-- Records for this exercise follows --

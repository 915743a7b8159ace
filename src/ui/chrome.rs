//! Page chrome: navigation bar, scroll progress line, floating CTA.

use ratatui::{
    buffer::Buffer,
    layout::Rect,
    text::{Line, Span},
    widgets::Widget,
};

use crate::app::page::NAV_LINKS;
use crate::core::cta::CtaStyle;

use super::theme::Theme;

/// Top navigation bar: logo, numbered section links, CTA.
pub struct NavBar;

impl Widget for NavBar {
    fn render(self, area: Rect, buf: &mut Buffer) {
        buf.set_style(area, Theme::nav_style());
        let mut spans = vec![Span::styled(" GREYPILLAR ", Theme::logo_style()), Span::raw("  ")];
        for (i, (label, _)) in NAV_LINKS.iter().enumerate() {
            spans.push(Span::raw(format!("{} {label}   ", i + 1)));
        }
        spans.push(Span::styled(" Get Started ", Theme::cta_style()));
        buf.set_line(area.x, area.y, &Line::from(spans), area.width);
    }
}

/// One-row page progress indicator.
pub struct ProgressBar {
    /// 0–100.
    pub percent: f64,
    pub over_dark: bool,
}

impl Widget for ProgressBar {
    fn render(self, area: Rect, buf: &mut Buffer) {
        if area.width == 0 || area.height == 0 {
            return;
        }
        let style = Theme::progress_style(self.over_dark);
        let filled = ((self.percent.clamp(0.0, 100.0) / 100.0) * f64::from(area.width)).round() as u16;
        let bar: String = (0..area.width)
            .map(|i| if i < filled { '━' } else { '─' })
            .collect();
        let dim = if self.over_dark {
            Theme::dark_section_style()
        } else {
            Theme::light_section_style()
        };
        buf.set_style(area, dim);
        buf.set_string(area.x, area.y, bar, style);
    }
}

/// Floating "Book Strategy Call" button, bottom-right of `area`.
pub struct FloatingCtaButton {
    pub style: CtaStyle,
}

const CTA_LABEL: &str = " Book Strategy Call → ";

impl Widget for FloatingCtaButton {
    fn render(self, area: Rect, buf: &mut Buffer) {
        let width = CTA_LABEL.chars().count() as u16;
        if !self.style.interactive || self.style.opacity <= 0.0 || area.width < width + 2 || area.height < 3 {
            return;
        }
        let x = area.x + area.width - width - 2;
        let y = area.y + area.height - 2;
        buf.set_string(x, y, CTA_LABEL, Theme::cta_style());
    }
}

-- Records for this exercise concluded --

Directions for this task: Determine the number of lines in the entries above where the string "Strategy" appears. Answer with the number alone.

Solution to this problem: 2